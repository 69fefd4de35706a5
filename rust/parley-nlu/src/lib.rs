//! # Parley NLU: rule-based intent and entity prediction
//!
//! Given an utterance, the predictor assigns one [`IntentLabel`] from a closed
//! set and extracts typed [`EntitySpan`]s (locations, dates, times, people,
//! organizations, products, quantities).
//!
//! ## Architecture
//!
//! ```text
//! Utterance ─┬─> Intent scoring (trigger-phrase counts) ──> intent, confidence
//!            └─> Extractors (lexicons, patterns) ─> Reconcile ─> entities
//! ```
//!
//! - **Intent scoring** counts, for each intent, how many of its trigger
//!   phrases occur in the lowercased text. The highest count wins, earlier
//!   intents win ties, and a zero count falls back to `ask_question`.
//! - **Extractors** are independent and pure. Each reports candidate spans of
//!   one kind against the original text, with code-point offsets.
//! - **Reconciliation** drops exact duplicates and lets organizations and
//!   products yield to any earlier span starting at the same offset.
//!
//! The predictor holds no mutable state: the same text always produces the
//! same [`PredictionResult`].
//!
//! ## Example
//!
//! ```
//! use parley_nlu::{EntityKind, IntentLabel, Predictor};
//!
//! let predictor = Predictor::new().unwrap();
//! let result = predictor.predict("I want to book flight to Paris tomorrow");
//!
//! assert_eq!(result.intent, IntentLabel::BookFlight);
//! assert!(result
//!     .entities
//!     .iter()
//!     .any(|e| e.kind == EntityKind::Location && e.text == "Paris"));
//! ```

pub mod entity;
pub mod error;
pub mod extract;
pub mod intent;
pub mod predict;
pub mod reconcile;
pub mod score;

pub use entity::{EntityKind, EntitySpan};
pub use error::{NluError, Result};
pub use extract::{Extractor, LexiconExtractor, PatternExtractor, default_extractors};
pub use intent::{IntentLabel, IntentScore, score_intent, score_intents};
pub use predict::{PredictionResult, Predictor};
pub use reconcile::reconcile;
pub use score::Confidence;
──────────────────────────────
- **Task item**
Print exactly the lines above, between the one holding "organizations, products, quantities)." and the one holding "pub mod intent;", inclusive, and nothing besides.

- **Completed task**
//! organizations, products, quantities).
//!
//! ## Architecture
//!
//! ```text
//! Utterance ─┬─> Intent scoring (trigger-phrase counts) ──> intent, confidence
//!            └─> Extractors (lexicons, patterns) ─> Reconcile ─> entities
//! ```
//!
//! - **Intent scoring** counts, for each intent, how many of its trigger
//!   phrases occur in the lowercased text. The highest count wins, earlier
//!   intents win ties, and a zero count falls back to `ask_question`.
//! - **Extractors** are independent and pure. Each reports candidate spans of
//!   one kind against the original text, with code-point offsets.
//! - **Reconciliation** drops exact duplicates and lets organizations and
//!   products yield to any earlier span starting at the same offset.
//!
//! The predictor holds no mutable state: the same text always produces the
//! same [`PredictionResult`].
//!
//! ## Example
//!
//! ```
//! use parley_nlu::{EntityKind, IntentLabel, Predictor};
//!
//! let predictor = Predictor::new().unwrap();
//! let result = predictor.predict("I want to book flight to Paris tomorrow");
//!
//! assert_eq!(result.intent, IntentLabel::BookFlight);
//! assert!(result
//!     .entities
//!     .iter()
//!     .any(|e| e.kind == EntityKind::Location && e.text == "Paris"));
//! ```

pub mod entity;
pub mod error;
pub mod extract;
pub mod intent;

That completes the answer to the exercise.